Crystal Soldier – Chapter 29

Spiral Dance
Shift Change

In which the crew give thought to the future.

The tree has a lot to say for itself in this chapter. (I kind of wish I’d thought to tag for the chapters where the tree speaks. Too late to go back and find them all now.)

9 thoughts on “Crystal Soldier – Chapter 29

  1. H in W

    Why do M soldiers (or any design) get old and die at 40? It seems wasteful to lose hard-earned experience and wisdom so soon. Maybe you can’t keep a soldier in his prime strength any longer? Maybe you don’t want a soldier who (truly) knows better than his superiors?

  2. Paul A. Post author

    It could be a trade-off for all the enhancements: on the one hand, you’re faster and stronger and take damage better and have all kinds of useful immunities, but on the other hand, in the long run you wear out sooner.

    That said, with the picture we’ve been given of High Command, I wouldn’t be surprised if it was policy-driven planned obsolesence instead of an inherent limitation. Surely in forty years there’ll be newer, shinier models that we’ll want to clear barrack space for!

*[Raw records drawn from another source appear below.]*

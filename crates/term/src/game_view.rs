//! GameView: maps `core::GameState` into a terminal framebuffer.
//!
//! This module is pure (no I/O). It can be unit-tested.

use crate::core::{ActivePiece, Board, GameState, Piece, Randomizer};
use crate::fb::{CellStyle, FrameBuffer, Rgb};
use crate::types::{Color, Position, BOARD_HEIGHT, BOARD_WIDTH};

/// Smallest terminal the game view is laid out for.
pub const MIN_VIEWPORT: Viewport = Viewport::new(50, 25);

/// Width reserved for the side panel, gap included.
const PANEL_W: u16 = 20;

const BOARD_BG: Rgb = Rgb::new(30, 30, 40);

/// Terminal viewport dimensions.
#[derive(Debug, Clone, Copy, PartialEq, Eq)]
pub struct Viewport {
    pub width: u16,
    pub height: u16,
}

impl Viewport {
    pub const fn new(width: u16, height: u16) -> Self {
        Self { width, height }
    }

    /// True when both dimensions reach `min`.
    pub fn fits(&self, min: Viewport) -> bool {
        self.width >= min.width && self.height >= min.height
    }
}

/// Lowest position the active piece reaches by repeated one-row descent.
///
/// Pure projection used for the ghost; the state is not touched.
pub fn ghost_position(board: &Board, active: &ActivePiece) -> Position {
    let shape = active.shape();
    let mut position = active.position;
    while board.is_valid_position(shape, position.offset(0, 1)) {
        position = position.offset(0, 1);
    }
    position
}

/// Rotation 0 of `piece` shifted into the top-left of a 4x4 grid.
pub fn preview_grid(piece: &Piece) -> [[bool; 4]; 4] {
    let shape = piece.shape(0);
    let min_x = shape.iter().map(|&(dx, _)| dx).min().unwrap_or(0);
    let min_y = shape.iter().map(|&(_, dy)| dy).min().unwrap_or(0);

    let mut grid = [[false; 4]; 4];
    for &(dx, dy) in shape {
        let x = (dx - min_x) as usize;
        let y = (dy - min_y) as usize;
        if x < 4 && y < 4 {
            grid[y][x] = true;
        }
    }
    grid
}

/// Display color for a piece color.
pub fn color_rgb(color: Color) -> Rgb {
    match color {
        Color::Cyan => Rgb::new(80, 220, 220),
        Color::Yellow => Rgb::new(240, 220, 80),
        Color::Magenta => Rgb::new(200, 120, 220),
        Color::Green => Rgb::new(100, 220, 120),
        Color::Red => Rgb::new(220, 80, 80),
        Color::Blue => Rgb::new(80, 120, 220),
        Color::White => Rgb::new(235, 235, 235),
    }
}

/// A lightweight terminal renderer for the playfield screen.
pub struct GameView {
    /// Board cell width in terminal columns.
    cell_w: u16,
    /// Board cell height in terminal rows.
    cell_h: u16,
}

impl Default for GameView {
    fn default() -> Self {
        // 2x1 helps compensate for typical terminal glyph aspect ratio.
        Self {
            cell_w: 2,
            cell_h: 1,
        }
    }
}

impl GameView {
    fn frame_size(&self) -> (u16, u16) {
        (
            (BOARD_WIDTH as u16) * self.cell_w + 2,
            (BOARD_HEIGHT as u16) * self.cell_h + 2,
        )
    }

    /// Render the current game state into an existing framebuffer.
    ///
    /// Callers can reuse a framebuffer across frames and only resize when the
    /// terminal size changes.
    pub fn render_into<R: Randomizer>(
        &self,
        state: &GameState<R>,
        viewport: Viewport,
        fb: &mut FrameBuffer,
    ) {
        fb.resize(viewport.width, viewport.height);
        fb.clear(CellStyle::default().cell(' '));

        if !viewport.fits(MIN_VIEWPORT) {
            draw_too_small(fb, viewport);
            return;
        }

        let (frame_w, frame_h) = self.frame_size();
        let total_w = frame_w + PANEL_W;
        // One title row above the frame.
        let total_h = frame_h + 1;

        let origin_x = viewport.width.saturating_sub(total_w) / 2;
        let origin_y = viewport.height.saturating_sub(total_h) / 2;
        let start_x = origin_x;
        let start_y = origin_y + 1;

        fb.put_str(
            start_x,
            origin_y,
            "TUITRIS",
            CellStyle::fg(color_rgb(Color::Cyan)).bold(),
        );

        self.draw_board(fb, state, start_x, start_y, frame_w, frame_h);
        self.draw_side_panel(fb, state, start_x + frame_w + 2, start_y);

        if state.paused() {
            draw_overlay_text(fb, start_x, start_y, frame_w, frame_h, "PAUSED");
        } else if state.game_over() {
            draw_overlay_text(fb, start_x, start_y, frame_w, frame_h, "GAME OVER");
        }
    }

    /// Convenience helper that allocates a new framebuffer.
    pub fn render<R: Randomizer>(&self, state: &GameState<R>, viewport: Viewport) -> FrameBuffer {
        let mut fb = FrameBuffer::new(viewport.width, viewport.height);
        self.render_into(state, viewport, &mut fb);
        fb
    }

    fn draw_board<R: Randomizer>(
        &self,
        fb: &mut FrameBuffer,
        state: &GameState<R>,
        start_x: u16,
        start_y: u16,
        frame_w: u16,
        frame_h: u16,
    ) {
        let border = CellStyle::fg(Rgb::new(200, 200, 200));
        let empty = CellStyle::fg(Rgb::new(90, 90, 100)).on(BOARD_BG).dim();

        draw_border(fb, start_x, start_y, frame_w, frame_h, border);

        let board = state.board();
        for (y, row) in board.rows().iter().enumerate() {
            for (x, cell) in row.iter().enumerate() {
                match cell.color() {
                    Some(color) => self.draw_block(fb, start_x, start_y, x as i8, y as i8, color),
                    None => self.fill_cell_rect(fb, start_x, start_y, x as u16, y as u16, '·', empty),
                }
            }
        }

        let active = state.active();

        // Ghost only when it would not sit under the piece itself.
        let ghost = ghost_position(board, active);
        if !state.game_over() && ghost.y != active.position.y {
            let style = CellStyle::fg(color_rgb(active.color())).on(BOARD_BG).dim();
            for &(dx, dy) in active.shape() {
                let p = ghost.offset(dx, dy);
                if board.get(p.x, p.y).is_some() {
                    self.fill_cell_rect(fb, start_x, start_y, p.x as u16, p.y as u16, '▓', style);
                }
            }
        }

        for p in active.cells() {
            self.draw_block(fb, start_x, start_y, p.x, p.y, active.color());
        }
    }

    fn draw_block(&self, fb: &mut FrameBuffer, start_x: u16, start_y: u16, x: i8, y: i8, color: Color) {
        if x < 0 || x >= BOARD_WIDTH as i8 || y < 0 || y >= BOARD_HEIGHT as i8 {
            return;
        }
        let style = CellStyle::fg(color_rgb(color)).on(BOARD_BG).bold();
        self.fill_cell_rect(fb, start_x, start_y, x as u16, y as u16, '█', style);
    }

    fn fill_cell_rect(
        &self,
        fb: &mut FrameBuffer,
        start_x: u16,
        start_y: u16,
        cell_x: u16,
        cell_y: u16,
        ch: char,
        style: CellStyle,
    ) {
        let px = start_x + 1 + cell_x * self.cell_w;
        let py = start_y + 1 + cell_y * self.cell_h;
        fb.fill_rect(px, py, self.cell_w, self.cell_h, ch, style);
    }

    fn draw_side_panel<R: Randomizer>(
        &self,
        fb: &mut FrameBuffer,
        state: &GameState<R>,
        panel_x: u16,
        start_y: u16,
    ) {
        let label = CellStyle::default().bold();
        let value = CellStyle::fg(Rgb::new(200, 200, 200));
        let help = value.dim();

        let mut y = start_y;
        fb.put_str(panel_x, y, "Next", label);
        y += 1;

        let next = state.next_piece();
        let block = CellStyle::fg(color_rgb(next.color));
        for row in preview_grid(next) {
            for (i, filled) in row.into_iter().enumerate() {
                let x = panel_x + (i as u16) * 2;
                if filled {
                    fb.put_str(x, y, "██", block);
                }
            }
            y += 1;
        }
        y += 1;

        fb.put_str(panel_x, y, "Stats", label);
        y += 1;
        for (name, n) in [
            ("Score: ", state.score()),
            ("Lines: ", state.lines()),
            ("Level: ", state.level()),
        ] {
            let x = fb.put_str(panel_x, y, name, value);
            fb.put_u32(x, y, n, value);
            y += 1;
        }
        y += 1;

        for line in [
            "Controls:",
            "←→ Move",
            "↑ Rotate",
            "↓ Soft drop",
            "Space Hard drop",
            "P Pause",
            "R Restart",
            "Q Quit",
        ] {
            fb.put_str(panel_x, y, line, help);
            y += 1;
        }
    }
}

fn draw_border(fb: &mut FrameBuffer, x: u16, y: u16, w: u16, h: u16, style: CellStyle) {
    if w < 2 || h < 2 {
        return;
    }

    fb.put_char(x, y, '┌', style);
    fb.put_char(x + w - 1, y, '┐', style);
    fb.put_char(x, y + h - 1, '└', style);
    fb.put_char(x + w - 1, y + h - 1, '┘', style);

    for dx in 1..w - 1 {
        fb.put_char(x + dx, y, '─', style);
        fb.put_char(x + dx, y + h - 1, '─', style);
    }
    for dy in 1..h - 1 {
        fb.put_char(x, y + dy, '│', style);
        fb.put_char(x + w - 1, y + dy, '│', style);
    }
}

fn draw_overlay_text(
    fb: &mut FrameBuffer,
    start_x: u16,
    start_y: u16,
    frame_w: u16,
    frame_h: u16,
    text: &str,
) {
    let mid_y = start_y.saturating_add(frame_h / 2);
    let style = CellStyle::fg(color_rgb(Color::Yellow)).bold();
    fb.put_str_centered(start_x, frame_w, mid_y, text, style);
}

/// The message shown instead of the game when the terminal is too small.
pub fn draw_too_small(fb: &mut FrameBuffer, viewport: Viewport) {
    let warn = CellStyle::fg(color_rgb(Color::Red)).bold();
    let plain = CellStyle::default();

    fb.put_str(0, 0, "Terminal too small!", warn);

    let x = fb.put_str(0, 1, "Minimum size: ", plain);
    let x = fb.put_u32(x, 1, MIN_VIEWPORT.width as u32, plain);
    let x = fb.put_str(x, 1, "x", plain);
    fb.put_u32(x, 1, MIN_VIEWPORT.height as u32, plain);

    let x = fb.put_str(0, 2, "Current size: ", plain);
    let x = fb.put_u32(x, 2, viewport.width as u32, plain);
    let x = fb.put_str(x, 2, "x", plain);
    fb.put_u32(x, 2, viewport.height as u32, plain);

    fb.put_str(0, 4, "Please resize your terminal window", plain.dim());
}

#[cfg(test)]
mod tests {
    use super::*;
    use crate::core::piece_for;
    use crate::types::PieceKind;

    #[test]
    fn test_ghost_on_empty_board_lands_on_floor() {
        let state = GameState::new(3);
        let active = *state.active();
        let ghost = ghost_position(state.board(), &active);

        let lowest = active.shape().iter().map(|&(_, dy)| dy).max().unwrap_or(0);
        assert_eq!(ghost.x, active.position.x);
        assert_eq!(ghost.y + lowest, BOARD_HEIGHT as i8 - 1);
    }

    #[test]
    fn test_ghost_stops_above_stack() {
        let board = Board::new().set(4, 10, crate::types::Cell::filled(Color::Red));
        let active = ActivePiece::spawn(piece_for(PieceKind::O));
        // O covers (4..=5, y..=y+1), so it rests with its bottom on row 9.
        assert_eq!(ghost_position(&board, &active), Position::new(4, 8));
    }

    #[test]
    fn test_preview_grid_normalizes_bounds() {
        let i = preview_grid(piece_for(PieceKind::I));
        assert_eq!(i[0], [true, true, true, true]);
        assert!(i[1..].iter().all(|row| row.iter().all(|&c| !c)));

        let t = preview_grid(piece_for(PieceKind::T));
        assert_eq!(t[0], [true, true, true, false]);
        assert_eq!(t[1], [false, true, false, false]);

        let s = preview_grid(piece_for(PieceKind::S));
        assert_eq!(s[0], [false, true, true, false]);
        assert_eq!(s[1], [true, true, false, false]);
    }

    #[test]
    fn test_viewport_fits() {
        assert!(Viewport::new(50, 25).fits(MIN_VIEWPORT));
        assert!(Viewport::new(120, 40).fits(MIN_VIEWPORT));
        assert!(!Viewport::new(49, 25).fits(MIN_VIEWPORT));
        assert!(!Viewport::new(50, 24).fits(MIN_VIEWPORT));
    }
}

    (And now I’m wondering whether they still make new Ms, or if they stopped production as soon as they’d developed a strain that suited them better. Jela’s line, like Cantra’s, is more enterprising and self-reliant than its owners would always prefer.)

  3. Jelala Alone

    M-strains probably live 45 years, because Jela is “something over 44 common years” at this point.

    I liked this chapter, too.

    Not sure, but I think X-strains do replace Ms, but M-strains might eventually became Troop Explorers. Nelirikk is of Jela’s line, so that might mean he is an M. It makes sense, for an explorer to be a generalist, knowing a little about everything. Cantra will be given Jela’s gene map, so it should be easy to find out whether Nelirikk is of Jela’s line.

    We see the Korval luck here. Jela was the only baby to survive the enemy attack of the nursery wing of the lab.

    Some thoughtful meditation on what duty requires of him now that his consolidated commanders are likely disbanded, “since success was not within his grasp.”

    Contra sheds a tear. Now, that’s a rare occurrence.

    Sweet invitation to make love, largely prompted by all those images Tree has so willfully been transmitting — and perhaps also fueled by something Tree put in the seed pods.

  4. Paul A. Post author

    I don’t think it can be as simple as Explorers being a particular strain, because surely there’d have been interbreeding over the centuries. (Assuming that there was breeding, come to think of it, I don’t think we’ve ever been told where baby Yxtrang come from.)

  5. Jelala Alone

    Yes, surely there would be interbreeding, either through mating or lab processes. But even so, it is possible the Explorer model is based on the M-model, much like we say an English Lop rabbit is based on an old French Lop and Flemish Giant — or some such ancestry.

  6. Ed8r

    I believe we find that Xs and Ys are completely different from Ms…more likely to obey orders to the letter, for instance.

    I wonder if the dramliz developed by the sheriekas don’t have at least as much clairvoyant abilities as the Tree, and if so: was the attack that Jela survived intentionally aimed at him, in the sense that there was precognition that an M would do something to thwart their plans for total destruction of humans?

  7. Othin

    @Ed8r
    The Luck’s results are imho invisible to dramliz talent – and confused the enemy. So all the dramliz might have seen was a strong gathering of the Luck – but no intention.

    It might have been just that enemy attack which drew the Luck to Jela.

    So which was first, the enemy attack or the gathering of the Luck wich made the enemy attack?